→ Given data

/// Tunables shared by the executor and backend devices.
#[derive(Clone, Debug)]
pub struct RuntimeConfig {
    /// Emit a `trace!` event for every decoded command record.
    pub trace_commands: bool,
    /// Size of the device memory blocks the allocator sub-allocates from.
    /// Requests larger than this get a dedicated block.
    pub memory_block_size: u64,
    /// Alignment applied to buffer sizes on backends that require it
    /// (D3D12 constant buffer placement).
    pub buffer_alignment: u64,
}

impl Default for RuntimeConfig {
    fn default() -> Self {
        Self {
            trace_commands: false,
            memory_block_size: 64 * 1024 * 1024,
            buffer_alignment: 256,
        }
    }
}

* * *

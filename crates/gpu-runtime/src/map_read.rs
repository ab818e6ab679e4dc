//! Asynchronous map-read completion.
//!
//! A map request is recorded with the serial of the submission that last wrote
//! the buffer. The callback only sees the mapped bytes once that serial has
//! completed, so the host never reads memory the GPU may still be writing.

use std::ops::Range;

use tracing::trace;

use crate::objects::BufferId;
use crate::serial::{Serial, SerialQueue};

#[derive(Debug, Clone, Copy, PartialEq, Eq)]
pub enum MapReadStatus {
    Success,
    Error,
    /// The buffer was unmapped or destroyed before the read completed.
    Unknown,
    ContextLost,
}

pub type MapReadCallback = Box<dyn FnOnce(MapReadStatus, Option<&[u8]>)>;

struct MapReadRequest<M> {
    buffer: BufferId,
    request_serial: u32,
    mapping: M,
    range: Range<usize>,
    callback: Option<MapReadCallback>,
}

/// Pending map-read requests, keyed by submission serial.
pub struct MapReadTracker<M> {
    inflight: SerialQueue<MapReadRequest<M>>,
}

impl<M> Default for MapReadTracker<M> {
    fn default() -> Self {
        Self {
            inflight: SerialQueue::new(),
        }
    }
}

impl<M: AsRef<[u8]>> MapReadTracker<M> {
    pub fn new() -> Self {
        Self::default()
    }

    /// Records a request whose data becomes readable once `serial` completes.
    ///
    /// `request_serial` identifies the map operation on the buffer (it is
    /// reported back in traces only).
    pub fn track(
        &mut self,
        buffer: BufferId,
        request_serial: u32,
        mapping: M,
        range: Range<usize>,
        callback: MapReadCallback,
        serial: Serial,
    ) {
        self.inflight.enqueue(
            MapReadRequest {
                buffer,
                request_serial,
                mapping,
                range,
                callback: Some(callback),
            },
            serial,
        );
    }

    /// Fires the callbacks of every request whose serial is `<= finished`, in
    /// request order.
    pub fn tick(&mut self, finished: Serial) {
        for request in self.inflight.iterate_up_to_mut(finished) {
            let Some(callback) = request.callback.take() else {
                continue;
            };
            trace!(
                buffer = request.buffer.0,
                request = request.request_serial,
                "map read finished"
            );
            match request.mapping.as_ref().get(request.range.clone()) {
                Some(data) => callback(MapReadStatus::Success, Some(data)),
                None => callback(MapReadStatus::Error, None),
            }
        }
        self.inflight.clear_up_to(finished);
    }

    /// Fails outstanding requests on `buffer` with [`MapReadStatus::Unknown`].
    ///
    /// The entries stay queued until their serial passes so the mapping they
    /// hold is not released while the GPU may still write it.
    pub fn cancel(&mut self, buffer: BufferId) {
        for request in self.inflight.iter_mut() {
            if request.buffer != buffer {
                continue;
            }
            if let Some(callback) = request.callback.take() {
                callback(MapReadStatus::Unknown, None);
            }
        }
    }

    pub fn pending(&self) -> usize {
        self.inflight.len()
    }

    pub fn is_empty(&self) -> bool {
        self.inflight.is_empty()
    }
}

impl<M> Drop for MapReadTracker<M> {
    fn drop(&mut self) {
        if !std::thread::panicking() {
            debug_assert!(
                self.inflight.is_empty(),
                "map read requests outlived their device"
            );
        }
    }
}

→ Problem description
Copy every line from the material in which the word "None" can be found.

→ Problem solution
                None => callback(MapReadStatus::Error, None),
                callback(MapReadStatus::Unknown, None);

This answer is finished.